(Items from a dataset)

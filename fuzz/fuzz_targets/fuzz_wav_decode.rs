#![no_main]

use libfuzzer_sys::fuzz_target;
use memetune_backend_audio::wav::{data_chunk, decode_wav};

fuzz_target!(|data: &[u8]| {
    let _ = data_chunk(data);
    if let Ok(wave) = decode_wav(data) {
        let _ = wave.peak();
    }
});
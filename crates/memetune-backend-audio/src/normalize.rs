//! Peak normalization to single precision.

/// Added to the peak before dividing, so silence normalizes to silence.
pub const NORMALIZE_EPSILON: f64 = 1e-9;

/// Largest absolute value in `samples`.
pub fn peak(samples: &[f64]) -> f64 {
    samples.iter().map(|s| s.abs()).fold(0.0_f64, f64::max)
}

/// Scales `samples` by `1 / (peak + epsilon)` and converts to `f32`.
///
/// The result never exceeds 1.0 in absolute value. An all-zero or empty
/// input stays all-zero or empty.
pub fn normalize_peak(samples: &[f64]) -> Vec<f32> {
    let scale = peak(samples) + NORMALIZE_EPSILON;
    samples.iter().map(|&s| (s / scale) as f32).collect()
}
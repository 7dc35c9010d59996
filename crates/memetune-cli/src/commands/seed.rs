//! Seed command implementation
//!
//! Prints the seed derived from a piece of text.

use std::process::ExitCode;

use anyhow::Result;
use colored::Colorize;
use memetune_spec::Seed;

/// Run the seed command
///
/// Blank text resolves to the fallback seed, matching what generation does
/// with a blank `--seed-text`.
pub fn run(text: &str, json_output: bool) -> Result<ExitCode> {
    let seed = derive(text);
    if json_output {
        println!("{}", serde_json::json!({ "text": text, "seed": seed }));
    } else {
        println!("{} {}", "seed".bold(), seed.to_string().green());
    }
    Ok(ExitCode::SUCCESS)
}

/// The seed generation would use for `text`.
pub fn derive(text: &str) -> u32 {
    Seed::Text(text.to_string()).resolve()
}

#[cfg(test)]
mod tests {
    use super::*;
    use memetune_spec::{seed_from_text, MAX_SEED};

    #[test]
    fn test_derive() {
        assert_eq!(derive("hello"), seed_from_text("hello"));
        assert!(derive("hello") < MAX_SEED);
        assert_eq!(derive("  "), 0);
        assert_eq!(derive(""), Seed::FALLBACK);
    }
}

* [Work request] Give an exact copy of every line from the one holding "pub fn normalize_peak(samples: &[f64])" through the end of the records, both included, and no other lines.

* [Finished task]
pub fn normalize_peak(samples: &[f64]) -> Vec<f32> {
    let scale = peak(samples) + NORMALIZE_EPSILON;
    samples.iter().map(|&s| (s / scale) as f32).collect()
}
repository 7dc35c9010d59996
filename crates/memetune-cli/src/commands/seed.rs
//! Seed command implementation
//!
//! Prints the seed derived from a piece of text.

use std::process::ExitCode;

use anyhow::Result;
use colored::Colorize;
use memetune_spec::Seed;

/// Run the seed command
///
/// Blank text resolves to the fallback seed, matching what generation does
/// with a blank `--seed-text`.
pub fn run(text: &str, json_output: bool) -> Result<ExitCode> {
    let seed = derive(text);
    if json_output {
        println!("{}", serde_json::json!({ "text": text, "seed": seed }));
    } else {
        println!("{} {}", "seed".bold(), seed.to_string().green());
    }
    Ok(ExitCode::SUCCESS)
}

/// The seed generation would use for `text`.
pub fn derive(text: &str) -> u32 {
    Seed::Text(text.to_string()).resolve()
}

#[cfg(test)]
mod tests {
    use super::*;
    use memetune_spec::{seed_from_text, MAX_SEED};

    #[test]
    fn test_derive() {
        assert_eq!(derive("hello"), seed_from_text("hello"));
        assert!(derive("hello") < MAX_SEED);
        assert_eq!(derive("  "), 0);
        assert_eq!(derive(""), Seed::FALLBACK);
    }
}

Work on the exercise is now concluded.